# IN-STK5000 project 1, part 1
## by Espen H. Kristensen (espenhk)

### 2.1.1 $\texttt{NameBanker.expected_utility}$

Given a probability $p \in [0,1]$ of our loan being paid back, we wish to find the expected return on investment. We'll use $a$ for the amount, $d$ for the duration of the loan, and $r=0.005$ as the monthly interest rate. Treating the "win/lose" (repaid/forfeited) value as a binomial random variable $X$ with $X=1$ for a repaid loan and $X=0$ for a forfeited one, we know the expected value is

$$ E(X) = p $$

That is, we will have $X=1$ (a repaid loan) $\frac{p}{100} \%$ of the time, and a forfeited one $\frac{1-p}{100} \%$ of the time. So, by adding the returns of the win/lose cases and scaling each term by the rate of occurrence ($p$ and $1-p$), we get a return R

$$ R = p \cdot (a \cdot 1.005^d) + (1-p) \cdot (-a) $$

I've implemented $\texttt{expected_utility}$ function in $\texttt{name_banker.py}$ as follows. Note that $\texttt{get_proba}$ has been hard-coded set to always return $p=0.8$ for this part of the exercise.

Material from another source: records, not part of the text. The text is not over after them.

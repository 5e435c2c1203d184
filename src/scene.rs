//! The scene registry: insertion-ordered shapes plus the selection set.
//!
//! Removing a shape always drops it from the selection in the same call, so
//! the selection never references a shape outside the scene.

use crate::geometry::{Rect, SelectionMode};
use crate::selection::SelectionSet;
use crate::types::{Shape, ShapeId};

#[derive(Debug, Default)]
pub struct Scene {
    shapes: Vec<Shape>,
    pub(crate) selection: SelectionSet,
}

impl Scene {
    pub fn new() -> Self {
        Self::default()
    }

    pub fn shapes(&self) -> &[Shape] {
        &self.shapes
    }

    pub(crate) fn shapes_mut(&mut self) -> &mut [Shape] {
        &mut self.shapes
    }

    pub fn selection(&self) -> &SelectionSet {
        &self.selection
    }

    pub fn len(&self) -> usize {
        self.shapes.len()
    }

    pub fn is_empty(&self) -> bool {
        self.shapes.is_empty()
    }

    pub fn push(&mut self, shape: Shape) {
        self.shapes.push(shape);
    }

    /// Remove a top-level shape and drop it from the selection.
    pub fn remove(&mut self, id: ShapeId) -> Option<Shape> {
        let pos = self.shapes.iter().position(|s| s.id() == id)?;
        self.selection.remove(id);
        Some(self.shapes.remove(pos))
    }

    /// Remove every shape and clear the selection.
    pub fn clear(&mut self) -> Vec<Shape> {
        self.selection.clear();
        std::mem::take(&mut self.shapes)
    }

    /// Top-level lookup
    pub fn get(&self, id: ShapeId) -> Option<&Shape> {
        self.shapes.iter().find(|s| s.id() == id)
    }

    pub fn get_mut(&mut self, id: ShapeId) -> Option<&mut Shape> {
        self.shapes.iter_mut().find(|s| s.id() == id)
    }

    /// Lookup including group members
    pub fn find(&self, id: ShapeId) -> Option<&Shape> {
        self.shapes.iter().find_map(|s| s.find(id))
    }

    pub fn find_mut(&mut self, id: ShapeId) -> Option<&mut Shape> {
        self.shapes.iter_mut().find_map(|s| s.find_mut(id))
    }

    pub fn contains(&self, id: ShapeId) -> bool {
        self.get(id).is_some()
    }

    /// Selectable top-level shapes matching `marquee`, in scene order.
    pub fn query_rect(&self, marquee: &Rect, mode: SelectionMode) -> Vec<ShapeId> {
        self.shapes
            .iter()
            .filter(|s| !s.is_eraser())
            .filter(|s| mode.matches(marquee, &s.bounds()))
            .map(Shape::id)
            .collect()
    }

    /// Ids of every selectable top-level shape, in scene order.
    pub fn selectable_ids(&self) -> Vec<ShapeId> {
        self.shapes
            .iter()
            .filter(|s| !s.is_eraser())
            .map(Shape::id)
            .collect()
    }
}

Note on filenames: the file $\texttt{name_banker.py}$ delivered alongside this contains the entire implementation as part 1 of the project is finished, so it will deviate slightly from the below.

In [None]:
# %load -r 37-65 name_banker.py
# The expected utility of granting the loan or not. Here there are two actions:
# action = 0 do not grant the loan
# action = 1 grant the loan
#
# Make sure that you extract the length_of_loan from the
# 2nd attribute of x. Then the return if the loan is paid off to you is amount_of_loan*(1 + rate)^length_of_loan
# The return if the loan is not paid off is -amount_of_loan.
def expected_utility(self, x, action):
    duration = x[0]
    amount = x[1]
    paid_off = True
    rate = self.rate
    return_win = amount*(1+rate)**duration
    return_loss = -amount
    success_prob = self.get_proba()

    expected_return = (success_prob*return_win +
                       (1-success_prob)*return_loss)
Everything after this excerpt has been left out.